MANILA, June 29, 2015 – The Sisters of St. Francis Xavier (SFX) community of San Pedro, Laguna, three of whom are Myanmar nationals and one Filipina, are discovering the wide reach of vocations promotions via social media.
Through Facebook connectivity, the community was able to inspire six young women in the last three years to undergo formation, said SFX formation directress Sr. Venus Marie S. Pegar.
“The congregation just used Facebook and mobile phones,” she said. “We did not really go to places for recruitment.”
The young women hailed from different provinces, like Leyte, Samar, Negros Occidental, Davao del Norte, Capiz, and Antique with ages ranging from 16 to 25-years old.
Four of them are aspirants (pre-postulants), one postulant, while the others are novices.
Two more, one of whom is currently employed in Hong Kong as an overseas Filipino contract worker OFW), will start undergoing formation in December, Pegar said.
The OFW wishes to earn and save for her family before going through vocation formation, she revealed.
Both were also recruited by Pegar through the online social network Facebook.
Gina S. Genosa, a 19-year old novice; and Ingelyn B. San Juan, an 18-year-old postulant, said they did not feel “any pressure” to enter the SFX.
The congregation just waited for their preparedness to undergo formation, the two ladies said.
The longest period of recruitment through Facebook took three years because the aspirant had to finish high school and work to support for her family for a while, Pegar said.
According to Pegar, the congregation requires aspirants to meet the minimum age of 16 and be at least high school graduates.
“We have the simplicity of life here, she said. “There is joy in the religious life of each member.”

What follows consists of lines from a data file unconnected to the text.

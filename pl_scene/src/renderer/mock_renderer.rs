/// Mock Renderer for unit tests (no GPU required)
///
/// Records every backend call as a string and keeps enough state
/// (viewport, render states, transforms) for assertions.

use glam::{Mat4, Vec3};
use rustc_hash::FxHashMap;
use crate::error::Result;
use crate::pl_bail;
use super::render_state::{RenderState, RenderStates};
use super::renderer::{
    Renderer, Viewport, ScreenRect, ClearFlags, TransformSlot, PrimitiveType, IndexedDraw,
};

#[derive(Debug)]
pub struct MockRenderer {
    pub commands: Vec<String>,
    pub viewport: Viewport,
    pub states: RenderStates,
    pub transforms: FxHashMap<TransformSlot, Mat4>,
    /// Make every draw call fail with a backend error
    pub fail_draws: bool,
}

impl MockRenderer {
    pub fn new() -> Self {
        Self::with_viewport(Viewport::new(800.0, 600.0))
    }

    pub fn with_viewport(viewport: Viewport) -> Self {
        Self {
            commands: Vec::new(),
            viewport,
            states: RenderStates::default(),
            transforms: FxHashMap::default(),
            fail_draws: false,
        }
    }

    pub fn transform(&self, slot: TransformSlot) -> Option<Mat4> {
        self.transforms.get(&slot).copied()
    }

    /// Recorded commands starting with `prefix`
    pub fn count(&self, prefix: &str) -> usize {
        self.commands.iter().filter(|c| c.starts_with(prefix)).count()
    }

    fn draw(&mut self, command: String) -> Result<()> {
        if self.fail_draws {
            pl_bail!("plscene::MockRenderer", "mock draw failure");
        }
        self.commands.push(command);
        Ok(())
    }
}

impl Renderer for MockRenderer {
    fn name(&self) -> &str {
        "Mock"
    }

    fn viewport(&self) -> Viewport {
        self.viewport
    }

    fn set_viewport(&mut self, viewport: Viewport) -> Result<()> {
        self.viewport = viewport;
        self.commands.push(format!("set_viewport {}x{}", viewport.width, viewport.height));
        Ok(())
    }

    fn set_scissor_rect(&mut self, rect: Option<ScreenRect>) -> Result<()> {
        self.commands.push(format!("set_scissor_rect {}", rect.is_some()));
        Ok(())
    }

    fn clear(&mut self, flags: ClearFlags, _color: [f32; 4], _depth: f32, _stencil: u32) -> Result<()> {
        self.commands.push(format!("clear {:?}", flags));
        Ok(())
    }

    fn render_state(&self, state: RenderState) -> u32 {
        self.states.get(state)
    }

    fn apply_render_state(&mut self, state: RenderState, value: u32) {
        self.states.set(state, value);
        self.commands.push(format!("set_render_state {:?}={}", state, value));
    }

    fn set_transform(&mut self, slot: TransformSlot, matrix: &Mat4) {
        self.transforms.insert(slot, *matrix);
        self.commands.push(format!("set_transform {:?}", slot));
    }

    fn draw_primitives(&mut self, primitive: PrimitiveType, start_vertex: u32, num_vertices: u32) -> Result<()> {
        self.draw(format!("draw_primitives {:?} {} {}", primitive, start_vertex, num_vertices))
    }

    fn draw_indexed_primitives(&mut self, primitive: PrimitiveType, draw: IndexedDraw) -> Result<()> {
        self.draw(format!("draw_indexed_primitives {:?} {}", primitive, draw.num_indices))
    }

    fn draw_primitives_instanced(
        &mut self,
        primitive: PrimitiveType,
        _start_vertex: u32,
        num_vertices: u32,
        num_instances: u32,
    ) -> Result<()> {
        self.draw(format!("draw_primitives_instanced {:?} {} x{}", primitive, num_vertices, num_instances))
    }

    fn draw_indexed_primitives_instanced(
        &mut self,
        primitive: PrimitiveType,
        draw: IndexedDraw,
        num_instances: u32,
    ) -> Result<()> {
        self.draw(format!("draw_indexed_primitives_instanced {:?} {} x{}", primitive, draw.num_indices, num_instances))
    }

    fn draw_debug_lines(&mut self, points: &[Vec3], _color: [f32; 4], _world: &Mat4) -> Result<()> {
        self.draw(format!("draw_debug_lines {}", points.len() / 2))
    }
}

The congregation, which has its mother house in Myanmar, is committed to a four-fold mission, namely, praying, evangelizing, educating, and nursing, Pegar said.
Meanwhile, the new Myanmar nuns who arrived in the country in April are attending courses on speaking and writing in Filipino.
They need to learn the local tongue in order to take care of the 18 residents of the Mother of Mercy Home for the Abandoned and Elderly, which the community runs. (Oliver Samson/CBCPNews)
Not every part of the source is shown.